→ **Given entries**:
=== Section Start ===

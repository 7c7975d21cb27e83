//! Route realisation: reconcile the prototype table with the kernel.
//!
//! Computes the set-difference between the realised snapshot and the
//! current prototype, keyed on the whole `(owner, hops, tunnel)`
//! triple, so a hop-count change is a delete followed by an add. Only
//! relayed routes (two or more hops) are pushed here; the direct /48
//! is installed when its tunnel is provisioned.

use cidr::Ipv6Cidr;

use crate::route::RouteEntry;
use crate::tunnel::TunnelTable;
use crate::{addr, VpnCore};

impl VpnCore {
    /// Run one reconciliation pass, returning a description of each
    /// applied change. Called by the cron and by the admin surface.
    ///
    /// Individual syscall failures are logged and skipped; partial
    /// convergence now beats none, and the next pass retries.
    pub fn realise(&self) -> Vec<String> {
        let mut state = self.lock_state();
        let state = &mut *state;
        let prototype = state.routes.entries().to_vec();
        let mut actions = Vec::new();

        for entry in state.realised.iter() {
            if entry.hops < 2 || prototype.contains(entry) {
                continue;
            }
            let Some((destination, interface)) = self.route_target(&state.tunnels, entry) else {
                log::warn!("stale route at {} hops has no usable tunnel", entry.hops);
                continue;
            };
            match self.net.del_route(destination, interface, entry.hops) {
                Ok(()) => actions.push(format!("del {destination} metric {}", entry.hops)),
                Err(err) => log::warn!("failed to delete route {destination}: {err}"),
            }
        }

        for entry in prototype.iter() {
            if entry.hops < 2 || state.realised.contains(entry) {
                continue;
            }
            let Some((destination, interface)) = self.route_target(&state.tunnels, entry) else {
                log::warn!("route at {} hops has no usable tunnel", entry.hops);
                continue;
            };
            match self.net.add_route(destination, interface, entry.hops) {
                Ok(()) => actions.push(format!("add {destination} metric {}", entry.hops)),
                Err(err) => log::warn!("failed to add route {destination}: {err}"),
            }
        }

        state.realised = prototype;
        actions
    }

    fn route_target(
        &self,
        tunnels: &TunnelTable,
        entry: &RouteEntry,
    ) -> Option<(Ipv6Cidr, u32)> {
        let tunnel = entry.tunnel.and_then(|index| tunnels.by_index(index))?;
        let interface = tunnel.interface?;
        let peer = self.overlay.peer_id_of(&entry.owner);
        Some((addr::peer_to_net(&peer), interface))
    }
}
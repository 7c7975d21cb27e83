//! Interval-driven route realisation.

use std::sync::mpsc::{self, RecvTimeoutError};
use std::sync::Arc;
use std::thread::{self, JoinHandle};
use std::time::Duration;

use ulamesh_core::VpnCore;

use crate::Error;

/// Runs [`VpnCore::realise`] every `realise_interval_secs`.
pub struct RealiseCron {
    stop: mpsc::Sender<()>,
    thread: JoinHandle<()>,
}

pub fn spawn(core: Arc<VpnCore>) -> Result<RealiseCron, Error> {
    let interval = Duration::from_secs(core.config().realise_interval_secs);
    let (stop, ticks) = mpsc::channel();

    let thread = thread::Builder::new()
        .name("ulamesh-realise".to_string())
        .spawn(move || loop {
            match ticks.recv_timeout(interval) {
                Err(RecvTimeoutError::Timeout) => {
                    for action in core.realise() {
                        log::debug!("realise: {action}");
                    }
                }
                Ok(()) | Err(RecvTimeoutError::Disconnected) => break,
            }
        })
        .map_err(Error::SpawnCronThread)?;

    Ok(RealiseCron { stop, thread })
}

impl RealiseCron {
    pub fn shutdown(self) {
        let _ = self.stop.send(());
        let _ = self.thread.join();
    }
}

=== Section End ===
=== Section Start ===

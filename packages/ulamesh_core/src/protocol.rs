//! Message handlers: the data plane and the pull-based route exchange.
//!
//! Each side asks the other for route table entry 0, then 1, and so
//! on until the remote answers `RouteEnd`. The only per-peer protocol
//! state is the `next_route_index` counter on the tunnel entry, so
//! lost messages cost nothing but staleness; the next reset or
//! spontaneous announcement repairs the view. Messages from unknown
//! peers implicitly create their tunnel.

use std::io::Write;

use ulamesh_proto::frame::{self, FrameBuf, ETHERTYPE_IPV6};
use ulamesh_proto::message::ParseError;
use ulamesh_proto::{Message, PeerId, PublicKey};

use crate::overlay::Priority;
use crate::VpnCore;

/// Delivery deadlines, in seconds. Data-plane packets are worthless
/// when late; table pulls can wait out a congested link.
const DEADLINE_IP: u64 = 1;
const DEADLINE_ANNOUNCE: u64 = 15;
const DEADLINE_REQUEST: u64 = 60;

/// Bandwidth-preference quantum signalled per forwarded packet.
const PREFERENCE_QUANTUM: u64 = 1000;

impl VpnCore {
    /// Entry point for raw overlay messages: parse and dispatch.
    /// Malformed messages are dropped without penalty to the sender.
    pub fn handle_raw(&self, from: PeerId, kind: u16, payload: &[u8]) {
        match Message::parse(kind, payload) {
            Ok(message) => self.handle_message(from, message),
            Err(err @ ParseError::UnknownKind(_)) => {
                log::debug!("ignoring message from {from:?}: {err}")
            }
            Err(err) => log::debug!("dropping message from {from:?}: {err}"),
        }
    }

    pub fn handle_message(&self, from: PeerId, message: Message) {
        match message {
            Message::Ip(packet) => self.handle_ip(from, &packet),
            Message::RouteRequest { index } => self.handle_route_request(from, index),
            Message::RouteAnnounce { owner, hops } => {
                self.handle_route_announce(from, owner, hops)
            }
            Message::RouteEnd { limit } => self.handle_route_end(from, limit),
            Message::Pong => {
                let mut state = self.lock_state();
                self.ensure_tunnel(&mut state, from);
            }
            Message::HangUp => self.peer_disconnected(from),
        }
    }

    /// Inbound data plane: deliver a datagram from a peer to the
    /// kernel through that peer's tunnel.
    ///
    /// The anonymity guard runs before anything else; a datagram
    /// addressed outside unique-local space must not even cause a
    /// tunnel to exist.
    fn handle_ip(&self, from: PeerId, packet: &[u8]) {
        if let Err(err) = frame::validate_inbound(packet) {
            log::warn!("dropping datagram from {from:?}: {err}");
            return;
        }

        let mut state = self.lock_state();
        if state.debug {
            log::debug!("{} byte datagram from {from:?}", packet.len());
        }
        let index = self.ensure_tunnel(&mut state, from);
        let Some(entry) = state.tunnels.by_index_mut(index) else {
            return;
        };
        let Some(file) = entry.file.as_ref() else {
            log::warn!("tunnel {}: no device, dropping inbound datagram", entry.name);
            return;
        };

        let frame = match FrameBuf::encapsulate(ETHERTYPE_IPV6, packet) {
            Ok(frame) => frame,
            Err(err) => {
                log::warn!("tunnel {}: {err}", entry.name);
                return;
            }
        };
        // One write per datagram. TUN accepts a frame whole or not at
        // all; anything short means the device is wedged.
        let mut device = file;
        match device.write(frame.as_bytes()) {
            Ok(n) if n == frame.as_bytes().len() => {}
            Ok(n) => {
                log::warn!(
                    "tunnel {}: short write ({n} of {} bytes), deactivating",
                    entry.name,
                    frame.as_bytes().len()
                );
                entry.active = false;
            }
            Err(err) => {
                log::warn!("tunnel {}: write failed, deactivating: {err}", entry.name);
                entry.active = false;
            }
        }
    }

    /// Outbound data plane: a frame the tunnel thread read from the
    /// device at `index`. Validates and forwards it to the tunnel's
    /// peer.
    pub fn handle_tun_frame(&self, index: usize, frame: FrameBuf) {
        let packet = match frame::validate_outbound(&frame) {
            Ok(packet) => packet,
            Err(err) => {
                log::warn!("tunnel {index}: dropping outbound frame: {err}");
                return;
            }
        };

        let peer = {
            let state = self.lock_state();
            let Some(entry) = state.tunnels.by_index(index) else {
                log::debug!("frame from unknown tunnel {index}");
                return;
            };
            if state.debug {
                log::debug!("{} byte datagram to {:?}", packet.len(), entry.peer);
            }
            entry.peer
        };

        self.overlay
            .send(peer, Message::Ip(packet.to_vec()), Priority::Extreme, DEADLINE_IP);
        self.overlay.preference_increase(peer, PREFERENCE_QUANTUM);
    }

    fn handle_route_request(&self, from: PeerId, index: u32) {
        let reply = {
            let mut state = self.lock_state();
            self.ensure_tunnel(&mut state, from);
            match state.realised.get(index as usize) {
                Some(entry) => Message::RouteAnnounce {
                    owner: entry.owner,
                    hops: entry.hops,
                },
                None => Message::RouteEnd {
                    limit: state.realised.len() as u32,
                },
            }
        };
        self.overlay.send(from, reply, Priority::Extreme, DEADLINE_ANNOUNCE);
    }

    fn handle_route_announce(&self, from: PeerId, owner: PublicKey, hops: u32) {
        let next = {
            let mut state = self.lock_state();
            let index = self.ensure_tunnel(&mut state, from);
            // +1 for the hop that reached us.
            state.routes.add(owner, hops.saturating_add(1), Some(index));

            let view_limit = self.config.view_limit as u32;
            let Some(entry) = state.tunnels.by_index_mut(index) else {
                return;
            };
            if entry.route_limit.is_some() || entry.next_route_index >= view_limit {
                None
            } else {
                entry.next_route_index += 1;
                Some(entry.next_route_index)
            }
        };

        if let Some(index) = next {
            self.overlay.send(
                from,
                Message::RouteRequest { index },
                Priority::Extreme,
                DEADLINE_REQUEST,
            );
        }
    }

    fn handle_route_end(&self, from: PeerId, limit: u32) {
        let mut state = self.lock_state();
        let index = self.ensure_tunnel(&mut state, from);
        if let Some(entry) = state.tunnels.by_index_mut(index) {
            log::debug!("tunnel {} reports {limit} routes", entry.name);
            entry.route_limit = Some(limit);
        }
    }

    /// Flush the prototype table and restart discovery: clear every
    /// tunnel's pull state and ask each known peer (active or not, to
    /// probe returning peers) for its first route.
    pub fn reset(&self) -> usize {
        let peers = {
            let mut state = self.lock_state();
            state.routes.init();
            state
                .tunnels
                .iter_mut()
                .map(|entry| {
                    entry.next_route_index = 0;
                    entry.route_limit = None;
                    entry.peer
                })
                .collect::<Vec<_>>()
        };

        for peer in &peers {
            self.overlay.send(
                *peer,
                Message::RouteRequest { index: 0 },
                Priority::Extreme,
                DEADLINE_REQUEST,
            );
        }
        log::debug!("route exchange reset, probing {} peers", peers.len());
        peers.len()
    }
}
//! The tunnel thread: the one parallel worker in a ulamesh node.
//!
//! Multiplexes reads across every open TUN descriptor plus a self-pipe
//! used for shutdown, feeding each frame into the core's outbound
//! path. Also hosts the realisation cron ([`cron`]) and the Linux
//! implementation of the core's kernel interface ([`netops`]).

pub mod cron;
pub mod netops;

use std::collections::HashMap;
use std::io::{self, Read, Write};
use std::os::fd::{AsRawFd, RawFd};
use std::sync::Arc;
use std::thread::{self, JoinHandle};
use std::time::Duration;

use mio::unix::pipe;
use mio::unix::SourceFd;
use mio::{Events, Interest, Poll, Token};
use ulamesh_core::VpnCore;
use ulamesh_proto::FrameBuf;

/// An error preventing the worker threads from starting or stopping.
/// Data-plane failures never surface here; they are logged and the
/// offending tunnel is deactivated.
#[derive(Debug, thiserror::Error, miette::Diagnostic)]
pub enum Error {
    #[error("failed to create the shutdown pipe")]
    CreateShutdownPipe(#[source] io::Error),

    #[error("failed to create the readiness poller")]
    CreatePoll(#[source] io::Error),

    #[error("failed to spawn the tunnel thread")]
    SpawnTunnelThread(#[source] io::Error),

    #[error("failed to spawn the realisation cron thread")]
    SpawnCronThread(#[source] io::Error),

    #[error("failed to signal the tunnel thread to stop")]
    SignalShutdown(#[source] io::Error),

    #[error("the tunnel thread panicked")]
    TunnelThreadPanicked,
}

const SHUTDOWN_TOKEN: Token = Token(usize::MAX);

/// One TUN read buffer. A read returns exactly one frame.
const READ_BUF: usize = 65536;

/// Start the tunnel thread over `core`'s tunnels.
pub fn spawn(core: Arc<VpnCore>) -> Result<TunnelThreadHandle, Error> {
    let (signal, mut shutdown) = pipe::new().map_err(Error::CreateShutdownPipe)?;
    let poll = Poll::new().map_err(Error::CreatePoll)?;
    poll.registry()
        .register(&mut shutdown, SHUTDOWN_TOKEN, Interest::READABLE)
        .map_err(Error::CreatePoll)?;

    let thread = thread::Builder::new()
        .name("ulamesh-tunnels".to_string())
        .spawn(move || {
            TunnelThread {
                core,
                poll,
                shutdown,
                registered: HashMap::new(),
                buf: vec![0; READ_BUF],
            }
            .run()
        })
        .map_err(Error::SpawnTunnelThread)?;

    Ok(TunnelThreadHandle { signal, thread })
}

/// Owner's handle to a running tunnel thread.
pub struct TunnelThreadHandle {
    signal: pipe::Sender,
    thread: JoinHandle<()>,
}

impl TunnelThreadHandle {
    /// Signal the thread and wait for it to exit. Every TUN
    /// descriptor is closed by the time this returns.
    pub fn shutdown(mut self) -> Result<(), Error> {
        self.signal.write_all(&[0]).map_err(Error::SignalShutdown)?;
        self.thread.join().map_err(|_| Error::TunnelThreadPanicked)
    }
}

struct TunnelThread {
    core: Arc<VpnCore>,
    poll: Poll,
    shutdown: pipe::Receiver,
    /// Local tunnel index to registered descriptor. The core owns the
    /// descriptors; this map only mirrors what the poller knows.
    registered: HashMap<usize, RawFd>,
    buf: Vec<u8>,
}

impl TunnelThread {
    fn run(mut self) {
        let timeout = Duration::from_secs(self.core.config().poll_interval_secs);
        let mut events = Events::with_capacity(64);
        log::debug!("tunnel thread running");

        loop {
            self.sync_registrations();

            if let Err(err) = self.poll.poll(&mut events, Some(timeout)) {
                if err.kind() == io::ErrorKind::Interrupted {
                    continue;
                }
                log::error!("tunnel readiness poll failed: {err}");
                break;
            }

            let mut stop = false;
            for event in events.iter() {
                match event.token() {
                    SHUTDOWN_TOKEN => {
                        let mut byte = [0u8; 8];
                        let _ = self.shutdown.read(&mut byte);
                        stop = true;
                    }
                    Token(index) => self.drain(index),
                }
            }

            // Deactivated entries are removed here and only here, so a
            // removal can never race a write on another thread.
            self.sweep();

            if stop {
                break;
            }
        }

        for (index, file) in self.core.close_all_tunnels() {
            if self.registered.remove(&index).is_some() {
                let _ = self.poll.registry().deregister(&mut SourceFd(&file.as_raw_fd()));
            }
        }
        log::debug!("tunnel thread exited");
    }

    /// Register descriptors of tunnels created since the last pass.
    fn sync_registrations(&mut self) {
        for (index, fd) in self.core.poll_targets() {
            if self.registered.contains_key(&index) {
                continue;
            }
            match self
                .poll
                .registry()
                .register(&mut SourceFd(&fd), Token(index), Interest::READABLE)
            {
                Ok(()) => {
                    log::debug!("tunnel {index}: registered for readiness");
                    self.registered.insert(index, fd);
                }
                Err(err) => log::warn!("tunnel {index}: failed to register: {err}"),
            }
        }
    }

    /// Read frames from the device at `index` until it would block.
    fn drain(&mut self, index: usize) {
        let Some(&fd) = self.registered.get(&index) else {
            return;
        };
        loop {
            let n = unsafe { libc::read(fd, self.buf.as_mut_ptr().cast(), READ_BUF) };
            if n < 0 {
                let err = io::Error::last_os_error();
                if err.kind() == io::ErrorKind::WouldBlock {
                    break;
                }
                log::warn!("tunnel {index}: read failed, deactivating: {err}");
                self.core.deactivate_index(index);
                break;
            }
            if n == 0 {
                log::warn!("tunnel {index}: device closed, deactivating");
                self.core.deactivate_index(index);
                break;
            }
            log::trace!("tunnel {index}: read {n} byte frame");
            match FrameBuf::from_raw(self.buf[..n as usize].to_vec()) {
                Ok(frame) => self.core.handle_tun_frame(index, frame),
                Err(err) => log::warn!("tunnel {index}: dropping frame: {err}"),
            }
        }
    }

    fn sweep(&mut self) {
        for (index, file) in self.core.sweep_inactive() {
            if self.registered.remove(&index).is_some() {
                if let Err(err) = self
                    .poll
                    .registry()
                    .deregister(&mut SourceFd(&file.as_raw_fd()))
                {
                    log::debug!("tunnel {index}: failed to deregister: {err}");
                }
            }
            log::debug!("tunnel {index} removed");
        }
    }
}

=== Section End ===

→ **Requirement**:
All lines of the records above that contain the word "TunnelThreadHandle" are to be copied out.

→ **Your solution**:
pub fn spawn(core: Arc<VpnCore>) -> Result<TunnelThreadHandle, Error> {
    Ok(TunnelThreadHandle { signal, thread })
pub struct TunnelThreadHandle {
impl TunnelThreadHandle {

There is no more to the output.